Similarly, Holling’s “Pathology of ecosystem management” argues that the management of ecosystems to increase the production of a desired ecological services often achieve their goal by simplifying ecosystems and reducing environmental variation. For example, forest management removes undesired species and suppresses wildfire and produces more timber which leads to sawmills and jobs. While these efforts are often initially successful, over the longer term these effort can trap a system into a situation where there is:

1) a high societal dependence on continuous supply of ecological benefits and

2) a declining ability of an ecosystem to recover from and regulate environmental variation.

Holling’s adaptive cycle concept grew out of the pathology of natural resource management.

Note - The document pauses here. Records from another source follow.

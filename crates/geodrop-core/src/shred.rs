//! Secure deletion of stored objects.
//!
//! ```text
//! erase(path):
//!   preflight  -> regular file? open for writing?      (fails: object untouched)
//!   overwrite  -> N passes of random bytes, fsync each (committed from here on)
//!   truncate   -> length 0, fsync
//!   unlink     -> remove directory entry, fsync parent
//! ```
//!
//! Once the first pass starts the object is already unreadable, so any later
//! fault is reported and the unlink is still attempted: the caller never
//! sees a half-wiped object left listed under its old name.

use std::fs::{self, File, OpenOptions};
use std::io::{Seek, SeekFrom, Write};
use std::path::{Path, PathBuf};

use rand::RngCore;
use tracing::{debug, warn};

use crate::error::{GeoDropError, GeoDropResult};

const CHUNK_SIZE: usize = 64 * 1024;

/// Overwrites then removes files.
#[derive(Debug, Clone, Copy)]
pub struct SecureDeleter {
    passes: u32,
}

impl Default for SecureDeleter {
    fn default() -> Self {
        Self { passes: 3 }
    }
}

impl SecureDeleter {
    /// `passes` is clamped to at least one.
    pub fn new(passes: u32) -> Self {
        Self {
            passes: passes.max(1),
        }
    }

    pub fn passes(&self) -> u32 {
        self.passes
    }

    /// Irreversibly erase the file at `path`.
    pub fn erase(&self, path: &Path) -> GeoDropResult<()> {
        let fail = |reason: String| GeoDropError::SecureDeleteFailed {
            path: path.to_path_buf(),
            reason,
        };

        // Preflight: nothing below this block has touched the data yet.
        let metadata = fs::symlink_metadata(path).map_err(|e| fail(format!("stat: {}", e)))?;
        if !metadata.is_file() {
            return Err(fail("not a regular file".to_string()));
        }
        let mut file = OpenOptions::new()
            .write(true)
            .open(path)
            .map_err(|e| fail(format!("open: {}", e)))?;
        let len = metadata.len();

        let wiped = self.overwrite(&mut file, len);
        drop(file);
        let removed = fs::remove_file(path);

        match (wiped, removed) {
            (Ok(()), Ok(())) => {
                sync_parent(path);
                debug!(passes = self.passes, bytes = len, "Erased object");
                Ok(())
            }
            (Err(e), Ok(())) => {
                warn!(error = %e, "Overwrite incomplete, object unlinked");
                Err(fail(format!("overwrite: {}", e)))
            }
            (_, Err(e)) => {
                warn!(error = %e, "Unlink failed after overwrite");
                Err(fail(format!("unlink: {}", e)))
            }
        }
    }

    fn overwrite(&self, file: &mut File, len: u64) -> std::io::Result<()> {
        let mut rng = rand::rng();
        let mut buf = vec![0u8; CHUNK_SIZE];

        for _ in 0..self.passes {
            file.seek(SeekFrom::Start(0))?;
            let mut remaining = len;
            while remaining > 0 {
                let n = remaining.min(CHUNK_SIZE as u64) as usize;
                rng.fill_bytes(&mut buf[..n]);
                file.write_all(&buf[..n])?;
                remaining -= n as u64;
            }
            file.sync_all()?;
        }

        file.set_len(0)?;
        file.sync_all()
    }
}

/// Persist the directory entry removal; failure here is not fatal.
fn sync_parent(path: &Path) {
    let parent: PathBuf = match path.parent() {
        Some(p) if !p.as_os_str().is_empty() => p.to_path_buf(),
        _ => PathBuf::from("."),
    };
    if let Ok(dir) = File::open(&parent) {
        let _ = dir.sync_all();
    }
}
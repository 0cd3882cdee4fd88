//! Lazy per-identity keypair lifecycle.

use std::io::ErrorKind;

use tracing::{debug, info, warn};

use super::{KeyRecord, PublicKey, SourceKeyPair};
use crate::config::KdfParams;
use crate::error::{GeoDropError, GeoDropResult};
use crate::identity::{AnonymousId, Codename};
use crate::store::{Store, KEYPAIR_FILE};

/// Creates, finds and unlocks source keypairs.
///
/// A keypair is created at most once per identity and never regenerated.
#[derive(Debug, Clone)]
pub struct KeyPairService {
    store: Store,
    kdf: KdfParams,
}

impl KeyPairService {
    pub fn new(store: Store, kdf: KdfParams) -> Self {
        Self { store, kdf }
    }

    /// Whether a readable keypair record exists for `id`.
    pub fn has_keypair(&self, id: &AnonymousId) -> bool {
        self.record(id).is_ok()
    }

    /// Generate and persist a keypair unless one exists.
    ///
    /// Returns `true` when this call created the keypair. The record is
    /// written with create-new semantics, so a racing writer loses cleanly
    /// and the first record stays the only one. A record that no longer
    /// parses is discarded and replaced.
    pub fn ensure_keypair(&self, id: &AnonymousId, codename: &Codename) -> GeoDropResult<bool> {
        match self.record(id) {
            Ok(_) => {
                debug!("Keypair already present");
                return Ok(false);
            }
            Err(GeoDropError::KeypairMissing(_)) => {}
            Err(GeoDropError::Serialization(e)) => {
                warn!(error = %e, "Discarding unreadable keypair record");
                self.store.remove(id, KEYPAIR_FILE)?;
            }
            Err(e) => return Err(e),
        }
        if !self.store.exists(id) {
            return Err(GeoDropError::IdentityNotFound);
        }

        let pair = SourceKeyPair::generate()?;
        let record = KeyRecord::protect(&pair, id, codename, self.kdf)?;

        match self.store.write_new(id, KEYPAIR_FILE, &record.to_json()?) {
            Ok(_) => {
                info!(fingerprint = %pair.public_key().fingerprint(), "Generated source keypair");
                Ok(true)
            }
            Err(GeoDropError::Io(e)) if e.kind() == ErrorKind::AlreadyExists => {
                debug!("Lost keypair creation race, keeping existing record");
                Ok(false)
            }
            Err(e) => Err(e),
        }
    }

    /// Load the stored record for `id`.
    pub fn record(&self, id: &AnonymousId) -> GeoDropResult<KeyRecord> {
        match self.store.read(id, KEYPAIR_FILE) {
            Ok(bytes) => KeyRecord::from_json(&bytes),
            Err(GeoDropError::Io(e)) if e.kind() == ErrorKind::NotFound => {
                Err(GeoDropError::KeypairMissing(id.clone()))
            }
            Err(e) => Err(e),
        }
    }

    /// Public key of `id`, used to seal replies.
    pub fn public_key(&self, id: &AnonymousId) -> GeoDropResult<PublicKey> {
        self.record(id)?.public_key()
    }

    /// Unlock the keypair of `id` with its codename.
    pub fn unlock(&self, id: &AnonymousId, codename: &Codename) -> GeoDropResult<SourceKeyPair> {
        self.record(id)?.unlock(id, codename, self.kdf)
    }
}
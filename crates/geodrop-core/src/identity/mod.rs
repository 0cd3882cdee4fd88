//! Source identity: secret codename and the anonymous id derived from it.
//!
//! The codename is the only credential a source has. It lives in the
//! request-scoped session and is never written anywhere; the anonymous id
//! derived from it is what names the source's storage namespace.

pub mod codename;
pub mod deriver;

use std::fmt;

use secrecy::{ExposeSecret, SecretString};
use serde::{Deserialize, Serialize};

use crate::error::{GeoDropError, GeoDropResult};

pub use codename::generate_codename;
pub use deriver::IdentityDeriver;

/// Length of an anonymous id in hex characters (32-byte digest).
pub const ANONYMOUS_ID_LEN: usize = 64;

/// Human-memorable secret phrase held by a source.
pub struct Codename(SecretString);

impl Codename {
    pub fn new<S: Into<String>>(value: S) -> Self {
        let boxed: Box<str> = value.into().into_boxed_str();
        Self(SecretString::new(boxed))
    }

    pub fn expose(&self) -> &str {
        self.0.expose_secret()
    }
}

impl Clone for Codename {
    fn clone(&self) -> Self {
        Self::new(self.expose())
    }
}

impl fmt::Debug for Codename {
    fn fmt(&self, f: &mut fmt::Formatter<'_>) -> fmt::Result {
        f.debug_tuple("Codename").field(&"<redacted>").finish()
    }
}

/// One-way identifier of a source; the storage-namespace key.
///
/// Always 64 lowercase hex characters, so it is safe to use as a single
/// path component.
#[derive(Debug, Clone, PartialEq, Eq, Hash, PartialOrd, Ord, Serialize, Deserialize)]
#[serde(try_from = "String", into = "String")]
pub struct AnonymousId(String);

impl AnonymousId {
    pub(crate) fn from_digest(digest: &[u8; 32]) -> Self {
        Self(hex::encode(digest))
    }

    /// Parse an id received from outside (CLI argument, directory listing).
    pub fn parse(s: &str) -> GeoDropResult<Self> {
        let valid = s.len() == ANONYMOUS_ID_LEN
            && s.bytes().all(|b| b.is_ascii_digit() || (b'a'..=b'f').contains(&b));
        if !valid {
            return Err(GeoDropError::InvalidIdentity(format!(
                "expected {} lowercase hex characters",
                ANONYMOUS_ID_LEN
            )));
        }
        Ok(Self(s.to_string()))
    }

    pub fn as_str(&self) -> &str {
        &self.0
    }
}

impl fmt::Display for AnonymousId {
    fn fmt(&self, f: &mut fmt::Formatter<'_>) -> fmt::Result {
        f.write_str(&self.0)
    }
}

impl TryFrom<String> for AnonymousId {
    type Error = GeoDropError;

    fn try_from(value: String) -> Result<Self, Self::Error> {
        Self::parse(&value)
    }
}

impl From<AnonymousId> for String {
    fn from(id: AnonymousId) -> Self {
        id.0
    }
}
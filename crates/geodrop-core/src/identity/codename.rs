//! Codename generation.

use rand::Rng;

use super::Codename;
use crate::config::CodenameWords;
use crate::error::{GeoDropError, GeoDropResult};

/// Word list for codenames (256 entries, 8 bits each).
pub const WORDS: &[&str] = &[
    "acorn", "adobe", "aerial", "agate", "alder", "almond", "amber", "anchor", "anvil",
    "apple", "apricot", "arbor", "arctic", "argon", "arrow", "aspen", "atlas", "autumn",
    "avenue", "badge", "bagel", "bamboo", "banjo", "barley", "barrel", "basalt", "basin",
    "beacon", "beagle", "bellow", "beryl", "birch", "biscuit", "bison", "blanket", "blossom",
    "bluff", "bonfire", "border", "boulder", "bramble", "breeze", "brick", "brook", "buckle",
    "bugle", "bundle", "burrow", "cabin", "cactus", "camel", "canal", "candle", "canopy",
    "canyon", "carbon", "cargo", "carpet", "cascade", "castle", "cedar", "cellar", "chalk",
    "channel", "charcoal", "cherry", "chestnut", "chimney", "cinder", "citrus", "clover",
    "cobalt", "cocoa", "comet", "compass", "copper", "coral", "cotton", "cradle", "crater",
    "cricket", "crystal", "cypress", "dagger", "dahlia", "delta", "desert", "dewdrop", "dingo",
    "dolphin", "domino", "donkey", "dragon", "drizzle", "dune", "eagle", "easel", "echo",
    "eclipse", "ember", "emerald", "engine", "falcon", "feather", "fennel", "ferry", "fiddle",
    "fjord", "flannel", "flint", "forest", "fossil", "fountain", "foxglove", "fresco", "frost",
    "galaxy", "garnet", "geyser", "ginger", "glacier", "granite", "gravel", "grotto", "gull",
    "hammock", "harbor", "harvest", "hazel", "heron", "hickory", "hollow", "honey", "horizon",
    "hornet", "igloo", "indigo", "iris", "island", "ivory", "jasper", "jetty", "juniper",
    "kayak", "kernel", "kettle", "kiwi", "lagoon", "lantern", "larch", "lattice", "lemon",
    "lichen", "lilac", "linen", "lizard", "locket", "lotus", "lumber", "magnet", "mango",
    "maple", "marble", "meadow", "melon", "meteor", "mint", "mirror", "mitten", "monsoon",
    "mosaic", "moss", "mural", "nectar", "nickel", "nutmeg", "oasis", "oatmeal", "ocean",
    "olive", "onyx", "orchard", "orchid", "otter", "oyster", "paddle", "pebble", "pepper",
    "pigeon", "pillow", "pine", "plaza", "plume", "pocket", "pollen", "poplar", "prairie",
    "pumpkin", "quarry", "quartz", "quill", "rabbit", "radish", "raven", "reef", "ribbon",
    "ridge", "river", "robin", "rocket", "saddle", "saffron", "salmon", "sandal", "sapling",
    "satchel", "scarlet", "shadow", "shell", "sierra", "silver", "sketch", "sparrow", "spruce",
    "squall", "summit", "sunset", "swallow", "tablet", "tango", "thistle", "thunder", "timber",
    "topaz", "trout", "tulip", "tundra", "tunnel", "turnip", "umber", "valley", "vapor",
    "velvet", "violet", "walnut", "walrus", "wheat", "whistle", "willow", "wombat", "yarrow",
    "yucca", "zephyr", "zenith", "zigzag", "zinc",
];

/// Generate a fresh codename of `words` space-separated words.
///
/// `words` must fall inside the configured range.
pub fn generate_codename(words: usize, range: &CodenameWords) -> GeoDropResult<Codename> {
    if !(range.min..=range.max).contains(&words) {
        return Err(GeoDropError::InvalidCodename(format!(
            "word count must be within {}..={}",
            range.min, range.max
        )));
    }

    let mut rng = rand::rng();
    let phrase = (0..words)
        .map(|_| WORDS[rng.random_range(0..WORDS.len())])
        .collect::<Vec<_>>()
        .join(" ");
    Ok(Codename::new(phrase))
}

#[cfg(test)]
mod tests {
    use super::*;

    #[test]
    fn test_word_list_has_no_duplicates() {
        let mut sorted = WORDS.to_vec();
        sorted.sort_unstable();
        sorted.dedup();
        assert_eq!(sorted.len(), WORDS.len());
        assert!(WORDS.iter().all(|w| !w.contains(' ')));
    }

    #[test]
    fn test_generate_word_count() {
        let range = CodenameWords::default();
        for words in range.min..=range.max {
            let codename = generate_codename(words, &range).unwrap();
            assert_eq!(codename.expose().split(' ').count(), words);
            assert!(codename.expose().split(' ').all(|w| WORDS.contains(&w)));
        }
    }

    #[test]
    fn test_generate_out_of_range() {
        let range = CodenameWords::default();
        assert!(matches!(
            generate_codename(6, &range),
            Err(GeoDropError::InvalidCodename(_))
        ));
        assert!(generate_codename(11, &range).is_err());
    }

    #[test]
    fn test_generate_is_random() {
        let range = CodenameWords::default();
        let a = generate_codename(8, &range).unwrap();
        let b = generate_codename(8, &range).unwrap();
        assert_ne!(a.expose(), b.expose());
    }
}
//! Sealed boxes: anonymous public-key encryption to a single recipient.
//!
//! ## Security Model
//!
//! ```text
//! SEAL(recipient_pk, plaintext):
//! 1. (esk, epk)  = fresh X25519 keypair
//! 2. ss          = x25519(esk, recipient_pk)
//! 3. key         = HKDF-SHA256(ss, info = "geodrop-sealed-box-v1" || epk || recipient_pk)
//! 4. ciphertext  = ChaCha20-Poly1305(key, plaintext, aad = version || epk)
//! ```
//!
//! The ephemeral secret is dropped after sealing, so the sender (the source)
//! cannot open its own submissions afterwards.
//!
//! ## Wire Format
//!
//! `[version (1)] [ephemeral pk (32)] [nonce (12)] [ciphertext + tag (16)]`

use hkdf::Hkdf;
use sha2::Sha256;
use x25519_dalek::PublicKey as X25519PublicKey;
use zeroize::Zeroizing;

use crate::crypto::{PayloadCipher, NONCE_SIZE, TAG_SIZE};
use crate::error::{GeoDropError, GeoDropResult};
use crate::keys::{PublicKey, SecretKey};

/// Wire format version
pub const SEALED_BOX_VERSION: u8 = 1;

/// Domain separation string for HKDF
const HKDF_INFO: &[u8] = b"geodrop-sealed-box-v1";

const HEADER_LEN: usize = 1 + 32;

/// Seal `plaintext` so only the holder of `recipient`'s secret key can open it.
pub fn seal(recipient: &PublicKey, plaintext: &[u8]) -> GeoDropResult<Vec<u8>> {
    let ephemeral_secret = SecretKey::generate()?;
    let ephemeral_public = ephemeral_secret.public_key();

    let shared = ephemeral_secret.inner().diffie_hellman(recipient.inner());
    let key = derive_key(shared.as_bytes(), ephemeral_public.as_bytes(), recipient.as_bytes());

    let mut header = Vec::with_capacity(HEADER_LEN);
    header.push(SEALED_BOX_VERSION);
    header.extend_from_slice(ephemeral_public.as_bytes());

    let body = PayloadCipher::new(&key).encrypt(plaintext, &header)?;

    let mut sealed = header;
    sealed.extend_from_slice(&body);
    Ok(sealed)
}

/// Open a sealed box with the recipient's secret key.
///
/// Fails with `DecryptionFailed` when the box was sealed to another key or
/// has been tampered with.
pub fn open(recipient: &SecretKey, sealed: &[u8]) -> GeoDropResult<Vec<u8>> {
    if sealed.len() < HEADER_LEN + NONCE_SIZE + TAG_SIZE {
        return Err(GeoDropError::DecryptionFailed(
            "Sealed box too short".to_string(),
        ));
    }
    if sealed[0] != SEALED_BOX_VERSION {
        return Err(GeoDropError::DecryptionFailed(format!(
            "Sealed box version {} is not supported",
            sealed[0]
        )));
    }

    let (header, body) = sealed.split_at(HEADER_LEN);
    let mut epk = [0u8; 32];
    epk.copy_from_slice(&header[1..]);
    let ephemeral_public = X25519PublicKey::from(epk);

    let shared = recipient.inner().diffie_hellman(&ephemeral_public);
    let recipient_public = recipient.public_key();
    let key = derive_key(shared.as_bytes(), &epk, recipient_public.as_bytes());

    PayloadCipher::new(&key).decrypt(body, header)
}

/// Derive the 32-byte payload key from the shared secret, bound to both public keys.
fn derive_key(
    shared_secret: &[u8],
    ephemeral_pk: &[u8; 32],
    recipient_pk: &[u8; 32],
) -> Zeroizing<[u8; 32]> {
    let mut info = Vec::with_capacity(HKDF_INFO.len() + 64);
    info.extend_from_slice(HKDF_INFO);
    info.extend_from_slice(ephemeral_pk);
    info.extend_from_slice(recipient_pk);

    let hkdf = Hkdf::<Sha256>::new(None, shared_secret);
    let mut output = Zeroizing::new([0u8; 32]);
    hkdf.expand(&info, &mut output[..])
        .expect("HKDF expand should never fail with 32-byte output");
    output
}

#[cfg(test)]
mod tests {
    use super::*;
    use crate::keys::{RecipientKeyPair, SourceKeyPair};

    #[test]
    fn test_seal_open_roundtrip() {
        let recipient = RecipientKeyPair::generate().unwrap();
        let sealed = seal(&recipient.public_key(), b"meet at the old mill").unwrap();

        assert_eq!(sealed[0], SEALED_BOX_VERSION);
        let opened = open(recipient.secret_key(), &sealed).unwrap();
        assert_eq!(opened, b"meet at the old mill");
    }

    #[test]
    fn test_empty_payload() {
        let recipient = SourceKeyPair::generate().unwrap();
        let sealed = seal(&recipient.public_key(), b"").unwrap();
        assert!(open(recipient.secret_key(), &sealed).unwrap().is_empty());
    }

    #[test]
    fn test_wrong_recipient_fails() {
        let alice = RecipientKeyPair::generate().unwrap();
        let mallory = RecipientKeyPair::generate().unwrap();
        let sealed = seal(&alice.public_key(), b"for alice").unwrap();

        assert!(matches!(
            open(mallory.secret_key(), &sealed),
            Err(GeoDropError::DecryptionFailed(_))
        ));
    }

    #[test]
    fn test_tampered_header_fails() {
        let recipient = RecipientKeyPair::generate().unwrap();
        let mut sealed = seal(&recipient.public_key(), b"payload").unwrap();
        sealed[5] ^= 0x01;
        assert!(open(recipient.secret_key(), &sealed).is_err());
    }

    #[test]
    fn test_tampered_body_fails() {
        let recipient = RecipientKeyPair::generate().unwrap();
        let mut sealed = seal(&recipient.public_key(), b"payload").unwrap();
        let last = sealed.len() - 1;
        sealed[last] ^= 0x80;
        assert!(open(recipient.secret_key(), &sealed).is_err());
    }

    #[test]
    fn test_unknown_version_fails() {
        let recipient = RecipientKeyPair::generate().unwrap();
        let mut sealed = seal(&recipient.public_key(), b"payload").unwrap();
        sealed[0] = 9;
        assert!(open(recipient.secret_key(), &sealed).is_err());
    }

    #[test]
    fn test_each_seal_is_unique() {
        let recipient = RecipientKeyPair::generate().unwrap();
        let a = seal(&recipient.public_key(), b"same").unwrap();
        let b = seal(&recipient.public_key(), b"same").unwrap();
        assert_ne!(a, b);
    }
}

Societal dependance arises as investment follows the initial success.  The decline in ecological resilience occurs because of management’s simplification the spatial pattern, food web, and disturbance dynamics of the managed ecosystem.  Often as resilience declines, management has to increasingly invest in artificial ecological regulation to maintain ecological benefits and protect its sunk investment infrastructure.  This dynamic can trap people within a social-ecological system which is unprofitable, has low resilience, and is difficult to disengage from due to sunk cost effects.  For example, logging and forest can lead to more investment in timber mills and towns and the simplified forest, which is more vulnerable to insect outbreaks.  These continual outbreaks require investment in pest control, which decreases the profitability of the logging.  Simultaneously, it is difficult to stop logging or pest control due to the people living in the towns and the investment in the timber mills.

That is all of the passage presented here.